Agricultores retardam compra de insumos para próxima safra de soja em MT

No norte do estado a situação é semelhante, segundo Ilson Redivo, que é presidente do Sindicato Rural de Sinop, “a elevação dos custos de produção tem tirado o sono do produtor”. Redivo reforça que a falta de logística da região agrava o problema e impacta diretamente nas despesas da safra. “Na safra anterior se fazia um pacote completo na base de 23 – 25 sacas por hectare. Hoje, subiu para 30 – 33 sacas. Isso tira a lucratividade do produtor”, alerta.
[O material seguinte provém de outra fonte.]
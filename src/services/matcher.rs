//! Roster name matching
//!
//! Exact matching compares normalized names. Fuzzy matching scores every
//! roster name by how many distinct words it shares with the query and
//! returns the best candidates.

use crate::models::MatchCandidate;

use super::names::{normalize, word_set};

/// Default number of candidates returned for a query
pub const DEFAULT_MAX_RESULTS: usize = 5;

/// Number of candidates returned when the best match shares a single word
pub const WEAK_MATCH_RESULTS: usize = 15;

/// Candidate limits for fuzzy matching
#[derive(Debug, Clone, Copy, PartialEq, Eq)]
pub struct MatchLimits {
    /// Maximum candidates when the best score is above one word
    pub max_results: usize,
    /// Maximum candidates when the best score is exactly one word
    pub weak_match_results: usize,
}

impl Default for MatchLimits {
    fn default() -> Self {
        Self {
            max_results: DEFAULT_MAX_RESULTS,
            weak_match_results: WEAK_MATCH_RESULTS,
        }
    }
}

impl MatchLimits {
    /// Limits with a custom `max_results` and the default weak-match limit
    pub fn with_max_results(max_results: usize) -> Self {
        Self {
            max_results,
            ..Self::default()
        }
    }
}

/// Find the first roster name equal to the query, ignoring case and spacing
pub fn exact_match<'r, S: AsRef<str>>(query: &str, roster: &'r [S]) -> Option<&'r str> {
    let wanted = normalize(query);
    if wanted.is_empty() {
        return None;
    }
    roster
        .iter()
        .map(|name| name.as_ref())
        .find(|name| normalize(*name) == wanted)
}

/// Rank roster names by words shared with the query
///
/// Candidates with no shared words are never returned. Ties keep roster
/// order. If the best candidate shares exactly one word, up to 15 candidates
/// are returned so the operator sees more of the weak options; otherwise at
/// most `max_results`.
pub fn find_matches<S: AsRef<str>>(
    query: &str,
    roster: &[S],
    max_results: usize,
) -> Vec<MatchCandidate> {
    find_matches_with(query, roster, MatchLimits::with_max_results(max_results))
}

/// [`find_matches`] with explicit limits
pub fn find_matches_with<S: AsRef<str>>(
    query: &str,
    roster: &[S],
    limits: MatchLimits,
) -> Vec<MatchCandidate> {
    let query_words = word_set(query);
    if query_words.is_empty() {
        return Vec::new();
    }

    let mut candidates: Vec<MatchCandidate> = roster
        .iter()
        .filter_map(|name| {
            let name = name.as_ref();
            let shared = word_set(name)
                .iter()
                .filter(|word| query_words.contains(*word))
                .count();
            (shared > 0).then(|| MatchCandidate::new(name, shared))
        })
        .collect();

    // Stable: equal scores keep roster order
    candidates.sort_by(|a, b| b.shared_word_count.cmp(&a.shared_word_count));

    let limit = match candidates.first() {
        Some(best) if best.is_single_word() => limits.weak_match_results,
        _ => limits.max_results,
    };
    candidates.truncate(limit);
    candidates
}

#[cfg(test)]
mod tests {
    use super::*;

    #[test]
    fn test_exact_match_ignores_case_and_spacing() {
        let roster = vec!["Jane Doe", "John  Smith"];
        assert_eq!(exact_match("john smith", &roster), Some("John  Smith"));
        assert_eq!(exact_match("JANE   DOE", &roster), Some("Jane Doe"));
        assert_eq!(exact_match("Jane", &roster), None);
        assert_eq!(exact_match("", &roster), None);
    }

    #[test]
    fn test_ranks_by_shared_words() {
        let roster = vec!["Sarah Brien", "John Smith", "Alice Jones"];
        let matches = find_matches("John O Brien Smith", &roster, 5);

        assert_eq!(
            matches,
            vec![
                MatchCandidate::new("John Smith", 2),
                MatchCandidate::new("Sarah Brien", 1),
            ]
        );
    }

    #[test]
    fn test_hyphenated_query_shares_words_with_both() {
        let roster = vec!["Sarah Brien", "John Smith"];
        let matches = find_matches("John O Brien-Smith", &roster, 5);

        assert_eq!(matches.len(), 2);
        assert_eq!(matches[0], MatchCandidate::new("John Smith", 2));
        assert_eq!(matches[1], MatchCandidate::new("Sarah Brien", 1));
    }

    #[test]
    fn test_never_returns_zero_score() {
        let roster = vec!["Alice Jones", "Bob Brown"];
        assert!(find_matches("Carol White", &roster, 5).is_empty());
        assert!(find_matches("", &roster, 5).is_empty());
    }

    #[test]
    fn test_ties_keep_roster_order() {
        let roster = vec!["Amy Kelly", "Ben Kelly", "Cara Kelly"];
        let names: Vec<_> = find_matches("Dan Kelly", &roster, 5)
            .into_iter()
            .map(|m| m.roster_name)
            .collect();
        assert_eq!(names, vec!["Amy Kelly", "Ben Kelly", "Cara Kelly"]);
    }

    #[test]
    fn test_single_word_best_returns_up_to_fifteen() {
        let roster: Vec<String> = (0..20).map(|i| format!("Child{} Murphy", i)).collect();
        let matches = find_matches("Sean Murphy", &roster, 5);
        assert_eq!(matches.len(), 15);
        assert!(matches.iter().all(|m| m.shared_word_count == 1));
    }

    #[test]
    fn test_strong_best_caps_at_max_results() {
        let mut roster: Vec<String> = (0..10).map(|i| format!("Sean Murphy{}", i)).collect();
        roster.push("Sean Murphy".to_string());
        let matches = find_matches("Sean Murphy", &roster, 5);
        assert_eq!(matches.len(), 5);
        assert_eq!(matches[0], MatchCandidate::new("Sean Murphy", 2));
    }

    #[test]
    fn test_custom_weak_limit() {
        let roster: Vec<String> = (0..20).map(|i| format!("Kid{} Ryan", i)).collect();
        let limits = MatchLimits {
            max_results: 3,
            weak_match_results: 8,
        };
        assert_eq!(find_matches_with("Ryan", &roster, limits).len(), 8);
    }
}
Com as contas elevadas e um sentimento de apreensão, “muitos estão aguardando melhores condições de troca, porque fechar nestes patamares de preço põe em risco a lucratividade da próxima safra”, conclui.

O último levantamento de custos de produção feito pelo Imea confirma o aumento das despesas para cultivar a próxima safra de soja. Para plantar um hectare do grão em Mato Grosso, o agricultor deve gastar em média R$ 2.283,18 com a aquisição de sementes, fertilizantes, agroquímicos e mão de obra. O valor é 15% mais caro na comparação com o cálculo feito nesta mesma época do ano passado (R$ 1.974,47/ha) e 10% superior ao valor médio que foi realmente desembolsado para custear a safra 2018/19 (R$ 2.076,29/ha). Entre os “campeões de reajuste” estão as sementes (+10%), fungicidas (+21%), herbicidas (+24%) e macronutrientes (+29%), impulsionados – principalmente – pela oscilação cambial (alta de 14% em um ano) e o encarecimento do transporte.